# This what i got so far



## Guest (Apr 20, 2006)

This is the first mesurments i have done. I have not used the BFD yet. I just want to get an opinion on what i should be working on.


----------



## brucek (Apr 11, 2006)

It's a pretty good response. A BFD would indeed fix that fairly easily.

You should try and do the response with the subwoofer only, so as to eliminate the mains interaction.

brucek


----------



## Sonnie (Apr 11, 2006)

Not bad Rahmel... almost a natural house curve there, and it may be with out the mains measured.

I'd be working on learning the Room EQ Wizard. Download it and play around with it some. We're here to help!


----------



## Guest (Apr 22, 2006)

Ok i made a mistake. The first sub plots are with the mains on.

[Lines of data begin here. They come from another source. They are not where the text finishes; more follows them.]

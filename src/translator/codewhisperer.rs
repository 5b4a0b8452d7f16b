//! 规范化请求转换为 CodeWhisperer 请求
//!
//! 后端要求对话严格以 user / assistant 交替，且当前消息必须是 user：
//!
//! 1. user / tool 消息归为 user 轮次，assistant 消息归为 assistant 轮次
//! 2. 连续同角色的轮次合并（文本用 `"\n"` 连接，图片、工具结果、工具调用按顺序追加）
//! 3. system prompt 以 `"{system}\n\n{content}"` 形式前置到第一个 user 轮次
//! 4. 以 assistant 开头时在前面插入空 user 轮次；以 assistant 结尾时追加空 user 轮次
//! 5. 最后一个 user 轮次作为 `currentMessage`，携带工具定义和工具结果，其余进入 `history`
//!
//! base64 图片转换为 `{format, source: {bytes}}`；URL 图片后端无法获取，
//! 转换为 `[Image: <url>]` 文本占位符。

use uuid::Uuid;

use crate::models::canonical::{CanonicalRequest, ContentBlock, ImageSource, Role};
use crate::models::codewhisperer::*;
use crate::translator::traits::{RequestTranslator, TranslateError};

/// 出口转换器
#[derive(Debug, Clone, Default)]
pub struct CodeWhispererRequestTranslator {
    /// 可选的 Profile ARN (AWS CodeWhisperer)
    pub profile_arn: Option<String>,
    /// 固定的会话 ID（测试用），为空时每次生成新的 UUID
    conversation_id: Option<String>,
}

impl CodeWhispererRequestTranslator {
    /// 创建新的转换器
    pub fn new(profile_arn: Option<String>) -> Self {
        Self {
            profile_arn,
            conversation_id: None,
        }
    }

    /// 使用固定的会话 ID
    pub fn with_conversation_id(mut self, id: impl Into<String>) -> Self {
        self.conversation_id = Some(id.into());
        self
    }
}

impl RequestTranslator for CodeWhispererRequestTranslator {
    type Input = CanonicalRequest;
    type Output = CodeWhispererRequest;
    type Error = TranslateError;

    fn translate_request(&self, request: Self::Input) -> Result<Self::Output, Self::Error> {
        let conversation_id = self
            .conversation_id
            .clone()
            .unwrap_or_else(|| Uuid::new_v4().to_string());
        convert_canonical_to_codewhisperer(&request, conversation_id, self.profile_arn.clone())
    }
}

// ============================================================================
// 内部类型
// ============================================================================

#[derive(Debug, Clone, Copy, PartialEq, Eq)]
enum TurnRole {
    User,
    Assistant,
}

#[derive(Debug, Clone)]
struct Turn {
    role: TurnRole,
    texts: Vec<String>,
    images: Vec<CWImage>,
    tool_results: Vec<CWToolResult>,
    tool_uses: Vec<CWToolUse>,
}

impl Turn {
    fn empty(role: TurnRole) -> Self {
        Self {
            role,
            texts: Vec::new(),
            images: Vec::new(),
            tool_results: Vec::new(),
            tool_uses: Vec::new(),
        }
    }

    fn content(&self) -> String {
        self.texts.join("\n")
    }

    fn push_block(&mut self, block: &ContentBlock) {
        match block {
            ContentBlock::Text { text } => self.texts.push(text.clone()),
            ContentBlock::Image {
                source: ImageSource::Base64 { mime, data },
            } => self.images.push(CWImage {
                format: image_format(mime),
                source: CWImageSource {
                    bytes: data.clone(),
                },
            }),
            ContentBlock::Image {
                source: ImageSource::Url { .. },
            } => self.texts.push(block.text_projection()),
            ContentBlock::ToolCall {
                id,
                name,
                arguments,
            } if self.role == TurnRole::Assistant => self.tool_uses.push(CWToolUse {
                input: arguments.clone(),
                name: name.clone(),
                tool_use_id: id.clone(),
            }),
            ContentBlock::ToolResult {
                tool_call_id,
                content,
                is_error,
            } if self.role == TurnRole::User => self.tool_results.push(CWToolResult {
                content: vec![CWTextContent {
                    text: content.clone(),
                }],
                status: if *is_error { "error" } else { "success" }.to_string(),
                tool_use_id: tool_call_id.clone(),
            }),
            // 角色不匹配的工具块退化为文本
            other => self.texts.push(other.text_projection()),
        }
    }

    fn into_user_input(self, model_id: &str, tools: Vec<CWTool>) -> UserInputMessage {
        let content = self.content();
        let context = UserInputMessageContext {
            tools,
            tool_results: self.tool_results,
        };
        UserInputMessage {
            content,
            model_id: model_id.to_string(),
            origin: ORIGIN_AI_EDITOR.to_string(),
            images: self.images,
            user_input_message_context: if context.is_empty() {
                None
            } else {
                Some(context)
            },
        }
    }
}

/// `image/png` → `png`
fn image_format(mime: &str) -> String {
    mime.rsplit_once('/')
        .map(|(_, subtype)| subtype)
        .unwrap_or(mime)
        .to_string()
}

// ============================================================================
// 转换函数
// ============================================================================

/// 构建交替的对话轮次
fn build_turns(request: &CanonicalRequest) -> Vec<Turn> {
    let mut turns: Vec<Turn> = Vec::new();

    for message in &request.messages {
        let role = match message.role {
            Role::Assistant => TurnRole::Assistant,
            Role::User | Role::Tool => TurnRole::User,
            // 已由 validate 拒绝
            Role::System => continue,
        };
        if turns.last().map(|t| t.role) != Some(role) {
            turns.push(Turn::empty(role));
        }
        if let Some(turn) = turns.last_mut() {
            for block in &message.content {
                turn.push_block(block);
            }
        }
    }

    if turns.first().map(|t| t.role) != Some(TurnRole::User) {
        turns.insert(0, Turn::empty(TurnRole::User));
    }
    if turns.last().map(|t| t.role) != Some(TurnRole::User) {
        turns.push(Turn::empty(TurnRole::User));
    }

    if let Some(system) = request.system.as_deref().filter(|s| !s.is_empty()) {
        if let Some(first_user) = turns.iter_mut().find(|t| t.role == TurnRole::User) {
            let content = first_user.content();
            first_user.texts = vec![format!("{}\n\n{}", system, content)];
        }
    }

    turns
}

/// 将 CanonicalRequest 转换为 CodeWhisperer 请求
pub fn convert_canonical_to_codewhisperer(
    request: &CanonicalRequest,
    conversation_id: String,
    profile_arn: Option<String>,
) -> Result<CodeWhispererRequest, TranslateError> {
    let mut turns = build_turns(request);
    let current = turns
        .pop()
        .ok_or_else(|| TranslateError::invalid_request("对话为空"))?;

    let history = turns
        .into_iter()
        .map(|turn| match turn.role {
            TurnRole::User => HistoryItem::User(UserHistoryItem {
                user_input_message: turn.into_user_input(&request.model, Vec::new()),
            }),
            TurnRole::Assistant => HistoryItem::Assistant(AssistantHistoryItem {
                assistant_response_message: AssistantResponseMessage {
                    content: turn.content(),
                    tool_uses: turn.tool_uses,
                },
            }),
        })
        .collect::<Vec<_>>();

    let tools = request
        .tools
        .iter()
        .map(|tool| CWTool {
            tool_specification: ToolSpecification {
                name: tool.name.clone(),
                description: tool.description.clone(),
                input_schema: InputSchema {
                    json: tool.schema.clone(),
                },
            },
        })
        .collect();

    tracing::debug!(
        "[TRANSLATE] CodeWhisperer 请求: model={}, history={}, conversation_id={}",
        request.model,
        history.len(),
        conversation_id
    );

    Ok(CodeWhispererRequest {
        conversation_state: ConversationState {
            chat_trigger_type: CHAT_TRIGGER_MANUAL.to_string(),
            conversation_id,
            current_message: CurrentMessage {
                user_input_message: current.into_user_input(&request.model, tools),
            },
            history,
        },
        profile_arn,
    })
}
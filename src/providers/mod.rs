//! 后端 Provider 模块
//!
//! 提供 Amazon Q (CodeWhisperer streaming) 后端客户端

mod amazonq;
mod traits;

pub use amazonq::{AmazonQClient, AMZ_TARGET, CONTENT_TYPE_AMZ_JSON};
pub use traits::BackendClient;
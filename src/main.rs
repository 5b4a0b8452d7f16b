use std::path::PathBuf;
use std::sync::Arc;
use std::time::Duration;

use anyhow::Context;

use amq2api::config::Config;
use amq2api::credential::{OidcTokenRefresher, TokenManager};
use amq2api::database::MemoryStore;
use amq2api::gateway::Gateway;
use amq2api::logger::init_tracing;
use amq2api::pool::{AccountPool, SystemClock};
use amq2api::providers::AmazonQClient;
use amq2api::server;
use amq2api::telemetry::{FanoutUsageSink, MemoryUsageSink, TracingUsageSink, UsageSink};

/// 没有配置刷新超时时 HTTP 客户端使用的上限
const FALLBACK_REFRESH_TIMEOUT: Duration = Duration::from_secs(30);

#[tokio::main]
async fn main() -> anyhow::Result<()> {
    let path = match std::env::args().nth(1) {
        Some(path) => PathBuf::from(path),
        None => Config::default_path()?,
    };
    let config = Config::load(&path).with_context(|| format!("加载配置失败: {}", path.display()))?;
    init_tracing(&config.logging);
    tracing::info!("[MAIN] 配置已加载: {}", path.display());

    let clock = Arc::new(SystemClock);
    let store = Arc::new(MemoryStore::new());

    let pool = Arc::new(AccountPool::new(&config.pool, store.clone(), clock.clone()));
    let loaded = pool
        .load_accounts(&config.accounts, config.pool.default_requests_per_minute)
        .context("加载账号失败")?;
    if loaded == 0 {
        tracing::warn!("[MAIN] 没有配置任何账号，所有对话请求都会返回 503");
    } else {
        tracing::info!("[MAIN] 已加载 {} 个账号", loaded);
    }

    let refresher = OidcTokenRefresher::new(
        config.backend.token_endpoint.clone(),
        config
            .timeouts
            .refresh_timeout()
            .unwrap_or(FALLBACK_REFRESH_TIMEOUT),
    )?;
    let tokens = Arc::new(
        TokenManager::new(
            Arc::new(refresher),
            store,
            clock.clone(),
            config.pool.refresh_margin(),
            config.timeouts.refresh_timeout(),
        )
        .with_observer(pool.clone()),
    );

    let backend = AmazonQClient::new(
        config.backend.endpoint.clone(),
        config.backend.connect_timeout(),
    )?;
    tracing::info!("[MAIN] 后端地址: {}", backend.endpoint());

    let usage_log = Arc::new(MemoryUsageSink::with_defaults());
    let usage: Arc<dyn UsageSink> = Arc::new(FanoutUsageSink::new(vec![
        Arc::new(TracingUsageSink),
        usage_log.clone(),
    ]));

    let gateway = Arc::new(Gateway::new(
        pool,
        tokens,
        Arc::new(backend),
        usage,
        clock,
        config.timeouts.clone(),
    ));

    server::run(&config.server, gateway, Some(usage_log)).await?;
    tracing::info!("[MAIN] 已退出");
    Ok(())
}
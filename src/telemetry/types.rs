//! 遥测类型定义
//!
//! 每个完成（或失败、取消）的请求产生一条 `UsageRecord`

use chrono::{DateTime, Utc};
use serde::{Deserialize, Serialize};

/// 请求结果
#[derive(Debug, Clone, Copy, PartialEq, Eq, Hash, Serialize, Deserialize)]
#[serde(rename_all = "lowercase")]
pub enum RequestStatus {
    /// 成功
    Success,
    /// 失败
    Failed,
    /// 超时
    Timeout,
    /// 已取消（客户端断开）
    Cancelled,
}

impl std::fmt::Display for RequestStatus {
    fn fmt(&self, f: &mut std::fmt::Formatter<'_>) -> std::fmt::Result {
        match self {
            RequestStatus::Success => write!(f, "success"),
            RequestStatus::Failed => write!(f, "failed"),
            RequestStatus::Timeout => write!(f, "timeout"),
            RequestStatus::Cancelled => write!(f, "cancelled"),
        }
    }
}

/// Token 来源
#[derive(Debug, Clone, Copy, PartialEq, Eq, Hash, Serialize, Deserialize)]
#[serde(rename_all = "lowercase")]
pub enum TokenSource {
    /// 后端元数据事件返回的实际值
    Actual,
    /// 按字符数估算的值
    Estimated,
}

impl std::fmt::Display for TokenSource {
    fn fmt(&self, f: &mut std::fmt::Formatter<'_>) -> std::fmt::Result {
        match self {
            TokenSource::Actual => write!(f, "actual"),
            TokenSource::Estimated => write!(f, "estimated"),
        }
    }
}

/// 请求用量记录
#[derive(Debug, Clone, PartialEq, Serialize, Deserialize)]
pub struct UsageRecord {
    /// 请求 ID
    pub id: String,
    /// 请求开始时间
    pub timestamp: DateTime<Utc>,
    /// 处理请求的账号
    pub account_id: Option<String>,
    /// 客户端请求的模型
    pub model: String,
    /// 前端协议（openai / anthropic）
    pub frontend: String,
    pub is_streaming: bool,
    pub input_tokens: u32,
    pub output_tokens: u32,
    pub token_source: TokenSource,
    /// 请求持续时间（毫秒）
    pub duration_ms: u64,
    pub status: RequestStatus,
    pub http_status: Option<u16>,
    pub error_message: Option<String>,
}

impl UsageRecord {
    pub fn new(
        id: String,
        timestamp: DateTime<Utc>,
        model: String,
        frontend: &str,
        is_streaming: bool,
    ) -> Self {
        Self {
            id,
            timestamp,
            account_id: None,
            model,
            frontend: frontend.to_string(),
            is_streaming,
            input_tokens: 0,
            output_tokens: 0,
            token_source: TokenSource::Estimated,
            duration_ms: 0,
            status: RequestStatus::Cancelled,
            http_status: None,
            error_message: None,
        }
    }

    pub fn with_account(mut self, account_id: impl Into<String>) -> Self {
        self.account_id = Some(account_id.into());
        self
    }

    pub fn total_tokens(&self) -> u32 {
        self.input_tokens.saturating_add(self.output_tokens)
    }

    /// 标记请求成功
    pub fn mark_success(
        &mut self,
        duration_ms: u64,
        input_tokens: u32,
        output_tokens: u32,
        token_source: TokenSource,
    ) {
        self.status = RequestStatus::Success;
        self.duration_ms = duration_ms;
        self.http_status = Some(200);
        self.input_tokens = input_tokens;
        self.output_tokens = output_tokens;
        self.token_source = token_source;
    }

    /// 标记请求失败
    pub fn mark_failed(&mut self, duration_ms: u64, http_status: u16, error: String) {
        self.status = if http_status == 504 {
            RequestStatus::Timeout
        } else {
            RequestStatus::Failed
        };
        self.duration_ms = duration_ms;
        self.http_status = Some(http_status);
        self.error_message = Some(error);
    }

    /// 标记请求取消
    pub fn mark_cancelled(&mut self, duration_ms: u64, http_status: u16, reason: String) {
        self.status = RequestStatus::Cancelled;
        self.duration_ms = duration_ms;
        self.http_status = Some(http_status);
        self.error_message = Some(reason);
    }
}

/// 用量统计摘要
#[derive(Debug, Clone, Default, PartialEq, Serialize, Deserialize)]
pub struct UsageSummary {
    pub total_requests: u64,
    pub successful_requests: u64,
    pub failed_requests: u64,
    pub timeout_requests: u64,
    pub cancelled_requests: u64,
    pub total_input_tokens: u64,
    pub total_output_tokens: u64,
    /// 使用实际 token 数的记录数
    pub actual_token_records: u64,
    pub avg_duration_ms: f64,
}

impl UsageSummary {
    /// 从记录列表计算统计摘要
    pub fn from_records<'a>(records: impl IntoIterator<Item = &'a UsageRecord>) -> Self {
        let mut summary = Self::default();
        let mut total_duration: u64 = 0;
        for record in records {
            summary.total_requests += 1;
            match record.status {
                RequestStatus::Success => summary.successful_requests += 1,
                RequestStatus::Failed => summary.failed_requests += 1,
                RequestStatus::Timeout => summary.timeout_requests += 1,
                RequestStatus::Cancelled => summary.cancelled_requests += 1,
            }
            summary.total_input_tokens += u64::from(record.input_tokens);
            summary.total_output_tokens += u64::from(record.output_tokens);
            if record.token_source == TokenSource::Actual {
                summary.actual_token_records += 1;
            }
            total_duration += record.duration_ms;
        }
        if summary.total_requests > 0 {
            summary.avg_duration_ms = total_duration as f64 / summary.total_requests as f64;
        }
        summary
    }
}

Here are the sub plots with the mains off. Just the sub nothing else.

Thanks for the help so far.


----------



## Guest (Apr 22, 2006)

Is there a real need for the BFD?


----------



## Sonnie (Apr 11, 2006)

It's kinda hard to say. Six months ago we would have all probably said you are fine if it sounds okay to you. But since then we've learned a little more, having the benefit of Room EQ Wizard at our fingertips. There might possibly be some more serious problems that what 1/6 octave measurements will show us. Using REW and a sweep from 10hz to 400hz will give us a better (more accurate) picture of your response. If you don't want go through having to connect up your computer in your HT area, you can always take 1hz increment measurements from 10hz - 160hz or so and save them in a .txt (text) file, then load them into the REW software. BUT, having said all that, IF it sounds good like it is to you and you are not concerned that you might be missing anything between those frequencies, stay as you are.


----------



## brucek (Apr 11, 2006)

Admittedly, the sub only plot looks quite good, but your sub + mains graph has revealed an interaction that may require some BFD filtering. 

The BFD obviously has a lesser effect on the combined (sub + mains) response as the frequency increases, but can still provide useful equalization at and somewhat above your crossover. This may be useful to you in the 60Hz to 100Hz area shown in your combined graph. 

Generally, we suggest a sub only response, that is then filtered with the BFD to create the desired target. Then add in the mains to check for interaction and adjust phasing to get the best results. Then, if there is an interaction problem that phasing can't remove, do some minor tweaking with the filters to try and solve the problem.

I completely agree with Sonnie that problems are exposed with the sweep provided in REW that 1/6th octave single tone measurements don't let you see....

brucek


----------



## Guest (Apr 23, 2006)

OK.. How about this


----------



## brucek (Apr 11, 2006)

> OK.. How about this


Can you include some information about what we're looking at and what you've done to achieve it?  

brucek


----------



## Guest (Apr 26, 2006)

Hey Sonnie. Just got your email. So far everything is sounding better with the BFD. Mostly music.


----------



## Sonnie (Apr 11, 2006)

*Test thread*

Good... hang in there with us!


----------



## Guest (Apr 28, 2006)

Hey sonnie I'm back. I just had to take care of some family problems. It left me with no time to play with my sub or BFD. I'm going to try to adjust some more this weekend. I post some new results.:T


----------